荒部 好

『ホフマン物語』

 ドイツ・ロマン派の作家、E.T. A. ホフマンの小説は、『砂男』が『コッペリア』に『くるみ割り人形とねずみの王様』が『くるみ割り人形』に、とバレエの原作にとりあげられてきた。『天国と地獄(地獄のオルフェ)』で知られるジャック・オッフェンバックは、オペレッタをつぎつぎに創って、19世紀末のパリの寵児となった。彼は、詩人ホフマンが酒場で語った3人の女性との物語を綴った『ホフマン物語』に曲をつけた。これがオッフェンバックの残した唯一のオペラだが、未完であった。

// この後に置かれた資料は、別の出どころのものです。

async fn orchestrator(settings: &Settings, chain: Arc<dyn ChainClient>) -> Result<Orchestrator> {
    Ok(Orchestrator::with_first_account(
        chain,
        Arc::new(settings.hardhat_artifacts()),
        settings.deployment_store(),
        metadata_uploader(settings)?,
        DeployConfig::from_settings(settings),
    )
    .await?)
}

async fn action_client(
    settings: &Settings,
    chain: Arc<dyn ChainClient>,
    target: &ModuleArgs,
) -> Result<(ActionClient, Address)> {
    let module = match target.module {
        Some(module) => module,
        None => {
            settings
                .deployment_store()
                .get(RECIPE_ACTION_MODULE)
                .await
                .context("no --module given and no recorded deployment")?
                .address
        }
    };
    let from = match target.from {
        Some(from) => from,
        None => first_account(chain.as_ref()).await?,
    };
    let client = ActionClient::new(chain, module).with_confirmation(settings.confirmation_policy());
    Ok((client, from))
}

fn print_json(value: &impl serde::Serialize) -> Result<()> {
    println!("{}", serde_json::to_string_pretty(value)?);
    Ok(())
}

async fn run_demo(settings: &Settings) -> Result<()> {
    // Records only describe this in-process chain, so they go away with it.
    let dir = tempfile::Builder::new()
        .prefix("recipe-demo-")
        .tempdir()
        .context("failed to create scratch deployments dir")?;
    demo_flow(settings, dir.path()).await?;
    Ok(())
}

async fn demo_flow(settings: &Settings, deployments: &Path) -> Result<ProcessOutcome> {
    let chain = Arc::new(LocalChain::new());
    let (owner, receiver) = match chain.accounts().await?.as_slice() {
        [owner, receiver, ..] => (*owner, *receiver),
        _ => bail!("local chain needs two accounts"),
    };

    let mut config = DeployConfig::from_settings(settings);
    config.lens_hub = owner;
    config.module_registry = None;
    let orchestrator = Orchestrator::new(
        chain.clone(),
        Arc::new(StaticArtifacts::new(LocalChain::artifacts())),
        storage::DeploymentStore::new(deployments, "demo"),
        Arc::new(InMemoryContentStore::new()),
        config,
        owner,
    );
    let summary = orchestrator.run(&[DeployTag::All], true).await?;
    let module = summary
        .module
        .as_ref()
        .map(|module| module.record.address)
        .ok_or_else(|| anyhow!("demo deployed no module"))?;
    let token = summary
        .test_token
        .as_ref()
        .map(|token| token.address)
        .ok_or_else(|| anyhow!("demo deployed no token"))?;
    let cook_book = summary
        .cook_book
        .as_ref()
        .map(|record| record.address)
        .unwrap_or(Address::ZERO);

    let client = ActionClient::new(chain.clone(), module);
    let invoker = FormInvoker::new(client.clone(), owner);
    let init_data = encode_init_data(&InitializeActionData {
        tip_receiver: receiver,
        cook_book,
        cook_book_id: 1,
        recipe_metadata: "ipfs://QmRecipe".into(),
    });
    invoker
        .submit_initialize(&InitializeForm {
            profile_id: "1".into(),
            publication_id: "1".into(),
            executor_address: owner.to_string(),
            calldata: encode_prefixed_hex(&init_data),
        })
        .await?;

    let tip = TokenAmount::parse_ether("1")?;
    let currency = Erc20Client::new(chain.clone(), token);
    currency.approve(owner, module, tip).await?;
    let process_data = encode_process_data(&ProcessActionData {
        currency: token,
        tip_amount: tip,
        cook_book,
        cook_book_id: 1,
    });
    let outcome = invoker
        .submit_process(&ProcessForm {
            publication_acted_profile_id: "1".into(),
            publication_acted_id: "1".into(),
            actor_profile_id: "1".into(),
            actor_profile_owner: owner.to_string(),
            transaction_executor: owner.to_string(),
            action_module_data: encode_prefixed_hex(&process_data),
            value: "0".into(),
            ..ProcessForm::default()
        })
        .await?;

    println!("module        {module}");
    println!("metadata uri  {}", client.module_metadata_uri().await?);
    println!(
        "tip           {} of {} from {} to {} in block {}",
        outcome.tip_amount,
        outcome.currency,
        outcome.transaction_executor,
        outcome.tip_receiver,
        outcome.block_number
    );
    println!("receiver now  {}", currency.balance_of(receiver).await?);

    Ok(outcome)
}
use std::{
    sync::atomic::{AtomicU64, Ordering},
    time::Duration,
};

use async_trait::async_trait;
use reqwest::Client;
use serde::{de::DeserializeOwned, Deserialize, Serialize};
use serde_json::{json, Value};
use shared::{
    domain::{decode_prefixed_hex, encode_prefixed_hex, Address, TxHash, B256},
    protocol::{CallRequest, LogEntry, TransactionReceipt, TransactionRequest},
};
use tracing::debug;
use url::Url;

use crate::{ChainClient, ChainError};

#[derive(Debug, Clone)]
pub struct RpcConfig {
    pub url: String,
    pub request_timeout: Duration,
}

impl Default for RpcConfig {
    fn default() -> Self {
        Self {
            url: "http://127.0.0.1:8545".into(),
            request_timeout: Duration::from_secs(30),
        }
    }
}

/// JSON-RPC 2.0 client for an Ethereum node with unlocked accounts.
pub struct RpcChain {
    http: Client,
    url: Url,
    next_id: AtomicU64,
}

#[derive(Serialize)]
struct RpcRequest<'a> {
    jsonrpc: &'static str,
    id: u64,
    method: &'a str,
    params: Value,
}

#[derive(Deserialize)]
struct RpcResponse {
    #[serde(default)]
    result: Option<Value>,
    #[serde(default)]
    error: Option<RpcErrorBody>,
}

#[derive(Deserialize)]
struct RpcErrorBody {
    code: i64,
    message: String,
    #[serde(default)]
    data: Option<Value>,
}

#[derive(Deserialize)]
#[serde(rename_all = "camelCase")]
struct RpcLog {
    address: Address,
    topics: Vec<B256>,
    data: String,
}

#[derive(Deserialize)]
#[serde(rename_all = "camelCase")]
struct RpcReceipt {
    transaction_hash: TxHash,
    block_number: String,
    status: String,
    from: Address,
    #[serde(default)]
    to: Option<Address>,
    #[serde(default)]
    contract_address: Option<Address>,
    #[serde(default)]
    logs: Vec<RpcLog>,
}

pub(crate) fn parse_quantity(raw: &str) -> Result<u64, ChainError> {
    let digits = raw
        .strip_prefix("0x")
        .ok_or_else(|| ChainError::InvalidResponse(format!("quantity '{raw}' lacks 0x prefix")))?;
    if digits.is_empty() {
        return Ok(0);
    }
    u64::from_str_radix(digits, 16)
        .map_err(|err| ChainError::InvalidResponse(format!("quantity '{raw}': {err}")))
}

fn decode_hex_field(raw: &str) -> Result<Vec<u8>, ChainError> {
    decode_prefixed_hex(raw).map_err(|err| ChainError::InvalidResponse(err.to_string()))
}

impl TryFrom<RpcReceipt> for TransactionReceipt {
    type Error = ChainError;

    fn try_from(raw: RpcReceipt) -> Result<Self, Self::Error> {
        let logs = raw
            .logs
            .into_iter()
            .map(|log| {
                Ok(LogEntry {
                    address: log.address,
                    topics: log.topics,
                    data: decode_hex_field(&log.data)?,
                })
            })
            .collect::<Result<Vec<_>, ChainError>>()?;

        Ok(TransactionReceipt {
            transaction_hash: raw.transaction_hash,
            block_number: parse_quantity(&raw.block_number)?,
            status: parse_quantity(&raw.status)? == 1,
            from: raw.from,
            to: raw.to,
            contract_address: raw.contract_address,
            logs,
        })
    }
}

fn transaction_object(tx: &TransactionRequest) -> Value {
    let mut object = json!({
        "from": tx.from.to_string(),
        "data": encode_prefixed_hex(&tx.data),
        "value": format!("0x{:x}", tx.value.0),
    });
    if let Some(to) = tx.to {
        object["to"] = json!(to.to_string());
    }
    object
}

/// Nodes report reverts as an error whose `data` carries the revert payload,
/// either directly as a hex string or nested under `data.data`.
fn revert_payload(data: &Value) -> Option<Vec<u8>> {
    match data {
        Value::String(raw) => decode_prefixed_hex(raw).ok(),
        Value::Object(map) => map.get("data").and_then(revert_payload),
        _ => None,
    }
}

impl RpcChain {
    pub fn new(config: RpcConfig) -> Result<Self, ChainError> {
        let url = Url::parse(&config.url)
            .map_err(|err| ChainError::Transport(format!("invalid rpc url '{}': {err}", config.url)))?;
        let http = Client::builder()
            .timeout(config.request_timeout)
            .build()
            .map_err(|err| ChainError::Transport(err.to_string()))?;
        Ok(Self {
            http,
            url,
            next_id: AtomicU64::new(1),
        })
    }

    async fn request<T: DeserializeOwned>(&self, method: &str, params: Value) -> Result<T, ChainError> {
        let id = self.next_id.fetch_add(1, Ordering::Relaxed);
        debug!(method, id, "rpc request");

        let response: RpcResponse = self
            .http
            .post(self.url.clone())
            .json(&RpcRequest {
                jsonrpc: "2.0",
                id,
                method,
                params,
            })
            .send()
            .await
            .map_err(|err| ChainError::Transport(err.to_string()))?
            .error_for_status()
            .map_err(|err| ChainError::Transport(err.to_string()))?
            .json()
            .await
            .map_err(|err| ChainError::InvalidResponse(err.to_string()))?;

        if let Some(error) = response.error {
            if let Some(data) = error.data.as_ref().and_then(revert_payload) {
                return Err(ChainError::Reverted { data });
            }
            return Err(ChainError::Rpc {
                code: error.code,
                message: error.message,
            });
        }

        let result = response.result.unwrap_or(Value::Null);
        serde_json::from_value(result).map_err(|err| ChainError::InvalidResponse(err.to_string()))
    }
}

#[async_trait]
impl ChainClient for RpcChain {
    async fn chain_id(&self) -> Result<u64, ChainError> {
        let raw: String = self.request("eth_chainId", json!([])).await?;
        parse_quantity(&raw)
    }

    async fn accounts(&self) -> Result<Vec<Address>, ChainError> {
        self.request("eth_accounts", json!([])).await
    }

    async fn send_transaction(&self, tx: TransactionRequest) -> Result<TxHash, ChainError> {
        self.request("eth_sendTransaction", json!([transaction_object(&tx)]))
            .await
    }

    async fn call(&self, call: CallRequest) -> Result<Vec<u8>, ChainError> {
        let mut object = json!({
            "to": call.to.to_string(),
            "data": encode_prefixed_hex(&call.data),
        });
        if let Some(from) = call.from {
            object["from"] = json!(from.to_string());
        }
        let raw: String = self.request("eth_call", json!([object, "latest"])).await?;
        decode_hex_field(&raw)
    }

    async fn transaction_receipt(
        &self,
        hash: TxHash,
    ) -> Result<Option<TransactionReceipt>, ChainError> {
        let raw: Option<RpcReceipt> = self
            .request("eth_getTransactionReceipt", json!([hash.to_string()]))
            .await?;
        raw.map(TransactionReceipt::try_from).transpose()
    }
}

#[cfg(test)]
#[path = "tests/rpc_tests.rs"]
mod tests;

しかし後に上演されてアリア「ホフマンの舟歌」が有名になったし、パトリス・シェローやロマン・ポランスキーもこのオペラを演出している。

 バレエ映画の傑作『赤い靴』を創ったマイケル・パウエル監督と脚本を書いたエメリック・プレスバーガーは、この未完のオペラに基づいて映画『ホフマン物語』を制作した。内容はオペラ劇場のバレリーナ、ステラへ恋するホフマンの三つの物語が描かれている。主演には『赤い靴』で大成功を収めたモイラ・シアラーを起用し、オペラとバレエを巧みに組み合せて幻想的な世界を現出させた。

 振付はフレデリック・シュトンとレオニード・マシーン。ほかにロバート・ランスヴィル、ロバート・ヘルプマン、リュドミラ・チュリーナ、アン・エアーズが出演している。